Kentucky AG To Release Grand Jury Testimony In Breonna Taylor Case

( Sealed grand jury testimony in the Breonna Taylor case will be released to the public.

Daniel Cameron, the attorney general of Kentucky, initially refused to release the transcript of grand jury testimony in the Taylor case. But, that all changed Monday night after a judge ruled he must do so.

One of the jurors in the case requested that all reports, transcripts and recordings of the grand jury in Taylor’s case be released to the public. That followed calls from Louisville’s mayor, Kentucky’s governor and attorneys for Taylor’s family to release the transcripts.

These people are wondering why a grand jury only decided to indict one of the officers who were involved in the incident that led to Taylor’s shooting death.
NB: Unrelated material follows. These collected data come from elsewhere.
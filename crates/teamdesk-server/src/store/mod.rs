//! Submission persistence.
//!
//! [`SubmissionStore`] is implemented by [`PgStore`] (PostgreSQL tables) and
//! [`SheetStore`] (CSV spreadsheet files behind a single writer task). The
//! backend is chosen at startup from `ONBOARD_STORAGE`.

pub mod postgres;
pub mod spreadsheet;

use async_trait::async_trait;
use chrono::{DateTime, Utc};
use serde::{Deserialize, Serialize};

use crate::error::AppResult;

pub use postgres::PgStore;
pub use spreadsheet::SheetStore;

/// Which list a request addresses.
#[derive(Debug, Clone, Copy, PartialEq, Eq, Serialize, Deserialize)]
#[serde(rename_all = "lowercase")]
pub enum Scope {
    Pending,
    Verified,
}

impl Scope {
    /// `"verified"` selects verified submissions; anything else is pending.
    pub fn resolve(value: Option<&str>) -> Self {
        match value {
            Some("verified") => Scope::Verified,
            _ => Scope::Pending,
        }
    }
}

/// A stored submission, pending or verified.
#[derive(Debug, Clone, PartialEq)]
pub struct SubmissionRecord {
    /// Row id within its list
    pub id: i64,

    /// Id the submission had while pending (verified records only)
    pub original_submission_id: Option<i64>,

    /// When the employee submitted the form
    pub created_at: DateTime<Utc>,

    pub verified_at: Option<DateTime<Utc>>,
    pub verified_by: Option<String>,

    /// Submitted document
    pub form_data: serde_json::Value,
}

/// Identity of a freshly saved submission.
#[derive(Debug, Clone, Copy, PartialEq, Eq)]
pub struct NewSubmission {
    pub id: i64,
    pub created_at: DateTime<Utc>,
}

/// Stored admin credentials.
#[derive(Debug, Clone, PartialEq, Eq)]
pub struct AdminUser {
    pub username: String,
    pub password_hash: String,
}

/// Persistence operations shared by both storage backends.
#[async_trait]
pub trait SubmissionStore: Send + Sync {
    /// Backend name reported by the health endpoint.
    fn backend(&self) -> &'static str;

    /// Prepare storage and seed the configured admin account.
    async fn init(&self, admin: &AdminUser) -> AppResult<()>;

    /// Whether the backend can serve requests.
    async fn health(&self) -> bool;

    async fn find_admin(&self, username: &str) -> AppResult<Option<AdminUser>>;

    /// Persist a new pending submission.
    async fn save(&self, form_data: serde_json::Value) -> AppResult<NewSubmission>;

    /// Pending newest-first by creation, verified newest-first by verification.
    async fn list(&self, scope: Scope) -> AppResult<Vec<SubmissionRecord>>;

    /// Move a pending submission to the verified list. `false` if not pending.
    async fn verify(&self, id: i64, reviewer: &str) -> AppResult<bool>;

    /// Delete a pending submission. `false` if not pending.
    async fn reject(&self, id: i64) -> AppResult<bool>;
}

/// Sort records into list order for `scope`.
pub(crate) fn sort_for_scope(records: &mut [SubmissionRecord], scope: Scope) {
    match scope {
        Scope::Pending => records.sort_by(|a, b| {
            b.created_at
                .cmp(&a.created_at)
                .then_with(|| b.id.cmp(&a.id))
        }),
        Scope::Verified => records.sort_by(|a, b| {
            b.verified_at
                .cmp(&a.verified_at)
                .then_with(|| b.id.cmp(&a.id))
        }),
    }
}

#[cfg(test)]
mod tests {
    use super::*;
    use chrono::TimeZone;

    fn record(id: i64, created: i64, verified: Option<i64>) -> SubmissionRecord {
        SubmissionRecord {
            id,
            original_submission_id: None,
            created_at: Utc.timestamp_opt(created, 0).unwrap(),
            verified_at: verified.map(|v| Utc.timestamp_opt(v, 0).unwrap()),
            verified_by: None,
            form_data: serde_json::json!({}),
        }
    }

    #[test]
    fn test_scope_resolve() {
        assert_eq!(Scope::resolve(Some("verified")), Scope::Verified);
        assert_eq!(Scope::resolve(Some("pending")), Scope::Pending);
        assert_eq!(Scope::resolve(Some("VERIFIED")), Scope::Pending);
        assert_eq!(Scope::resolve(None), Scope::Pending);
    }

    #[test]
    fn test_pending_order() {
        let mut records = vec![record(1, 100, None), record(3, 200, None), record(2, 200, None)];
        sort_for_scope(&mut records, Scope::Pending);
        let ids: Vec<i64> = records.iter().map(|r| r.id).collect();
        assert_eq!(ids, vec![3, 2, 1]);
    }

    #[test]
    fn test_verified_order() {
        let mut records = vec![
            record(1, 500, Some(900)),
            record(2, 100, Some(1000)),
            record(3, 300, Some(900)),
        ];
        sort_for_scope(&mut records, Scope::Verified);
        let ids: Vec<i64> = records.iter().map(|r| r.id).collect();
        assert_eq!(ids, vec![2, 3, 1]);
    }
}
//! PostgreSQL-backed submission store.

use async_trait::async_trait;

use super::{AdminUser, NewSubmission, Scope, SubmissionRecord, SubmissionStore};
use crate::db::pool::health_check;
use crate::db::queries::{admin as admin_queries, submission as queries};
use crate::db::schema::init_schema;
use crate::db::DbPool;
use crate::error::AppResult;

/// Submission store over the `employee_submissions` tables.
#[derive(Clone)]
pub struct PgStore {
    pool: DbPool,
}

impl PgStore {
    pub fn new(pool: DbPool) -> Self {
        Self { pool }
    }
}

#[async_trait]
impl SubmissionStore for PgStore {
    fn backend(&self) -> &'static str {
        "postgres"
    }

    async fn init(&self, admin: &AdminUser) -> AppResult<()> {
        init_schema(&self.pool).await?;
        admin_queries::upsert_admin(&self.pool, &admin.username, &admin.password_hash).await?;
        tracing::info!(username = %admin.username, "Admin account seeded");
        Ok(())
    }

    async fn health(&self) -> bool {
        health_check(&self.pool).await
    }

    async fn find_admin(&self, username: &str) -> AppResult<Option<AdminUser>> {
        Ok(admin_queries::get_admin(&self.pool, username)
            .await?
            .map(AdminUser::from))
    }

    async fn save(&self, form_data: serde_json::Value) -> AppResult<NewSubmission> {
        let (id, created_at) = queries::insert_submission(&self.pool, &form_data).await?;
        Ok(NewSubmission { id, created_at })
    }

    async fn list(&self, scope: Scope) -> AppResult<Vec<SubmissionRecord>> {
        let records = match scope {
            Scope::Pending => queries::list_pending(&self.pool)
                .await?
                .into_iter()
                .map(SubmissionRecord::from)
                .collect(),
            Scope::Verified => queries::list_verified(&self.pool)
                .await?
                .into_iter()
                .map(SubmissionRecord::from)
                .collect(),
        };
        Ok(records)
    }

    async fn verify(&self, id: i64, reviewer: &str) -> AppResult<bool> {
        queries::verify_submission(&self.pool, id, reviewer).await
    }

    async fn reject(&self, id: i64) -> AppResult<bool> {
        queries::delete_submission(&self.pool, id).await
    }
}
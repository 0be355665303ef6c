//! Spreadsheet layout and codecs.
//!
//! A submission is flattened into fixed-width rows by [`layout`]; the rows
//! are then encoded as CSV ([`csv_file`]) or XLSX ([`workbook`]).

pub mod csv_file;
pub mod layout;
pub mod workbook;

pub use layout::{build_row, build_rows, form_from_rows, rows_to_objects, Row, COLUMN_COUNT, HEADERS};

/// Worksheet name used for exported workbooks.
pub const SHEET_NAME: &str = "Employees";
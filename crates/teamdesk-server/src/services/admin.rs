//! Admin login.

use serde::Serialize;
use std::sync::Arc;

use crate::auth::{password, token::unix_now, TokenSigner};
use crate::error::{AppError, AppResult};
use crate::store::SubmissionStore;

/// Issued token.
#[derive(Debug, Clone, Serialize)]
#[serde(rename_all = "camelCase")]
pub struct LoginResponse {
    pub token: String,
    pub expires_in_seconds: i64,
}

/// Service for admin authentication.
#[derive(Clone)]
pub struct AdminService {
    store: Arc<dyn SubmissionStore>,
    signer: Arc<TokenSigner>,
}

impl AdminService {
    pub fn new(store: Arc<dyn SubmissionStore>, signer: Arc<TokenSigner>) -> Self {
        Self { store, signer }
    }

    /// Check credentials against the stored admin account and issue a token.
    pub async fn login(&self, username: &str, password: &str) -> AppResult<LoginResponse> {
        let admin = self.store.find_admin(username).await?;

        let Some(admin) = admin.filter(|a| password::password_matches(password, &a.password_hash))
        else {
            tracing::warn!(username = %username, "Admin login failed");
            return Err(AppError::Auth("Invalid username or password".to_string()));
        };

        let token = self.signer.issue(&admin.username, unix_now())?;
        tracing::info!(username = %admin.username, "Admin logged in");

        Ok(LoginResponse {
            token,
            expires_in_seconds: self.signer.ttl_seconds(),
        })
    }
}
Releasing the grand jury transcripts is “totally surprising and tremendously uncommon,” a former prosecutor in Kentucky told CNN.

For his part, Cameron said in a statement:

“The Grand Jury is meant to be a secretive body. It’s apparent that the public interest in this case isn’t going to allow that to happen. As the special prosecutor, our team has an ethical obligation not to release the recording from the Grand Jury proceedings, and we stand by our belief that such a release could compromise the ongoing federal investigation and could have unintended consequences such as poisoning the jury pool.

“Despite these concerns, we will comply with the Judge’s order to release the recording on Wednesday.”

Judge Ann Bailey Smith made the ruling this week, saying all discovery documents and the grand jury recording can’t just be shared between the parties. Smith was the judge who oversaw the arraignment of Brett Hankinson, the former police officer who was indicted on three counts of first-degree wanton endangerment. He is the only officer who was charged in Taylor’s death.

The recording will be released instead of the transcript, which is considered common practice in the area, and is what Taylor’s family has called for.

The juror asked the court to “make a binding declaration” that the grand jury can disclose details about the process and details of the proceedings. The juror said they were looking for this so that Cameron could not use the power of court contempt in the case of public disclosure.

The juror’s motion states:

“It is the fear of the Petitioner that, Attorney General Cameron would attempt to utilize the court’s contempt powers … if there was a public disclosure that contradicted certain things that he stated happened during the proceedings, characterized the singularity of the decision in a different light, or raised doubts about charges that were presented during the proceedings.”

The motion further states that Cameron “attempted to make very clear that the grand jury alone made the decision alone on who and what to charge” and “the only exception to the responsibility he foisted upon the grand jurors was in his statement that they ‘agreed’ with his team’s investigation that Mattingly and Cosgrove were justified in their actions.”

Cameron said releasing the recordings “will also address the legal complaint filed by an anonymous grand juror.”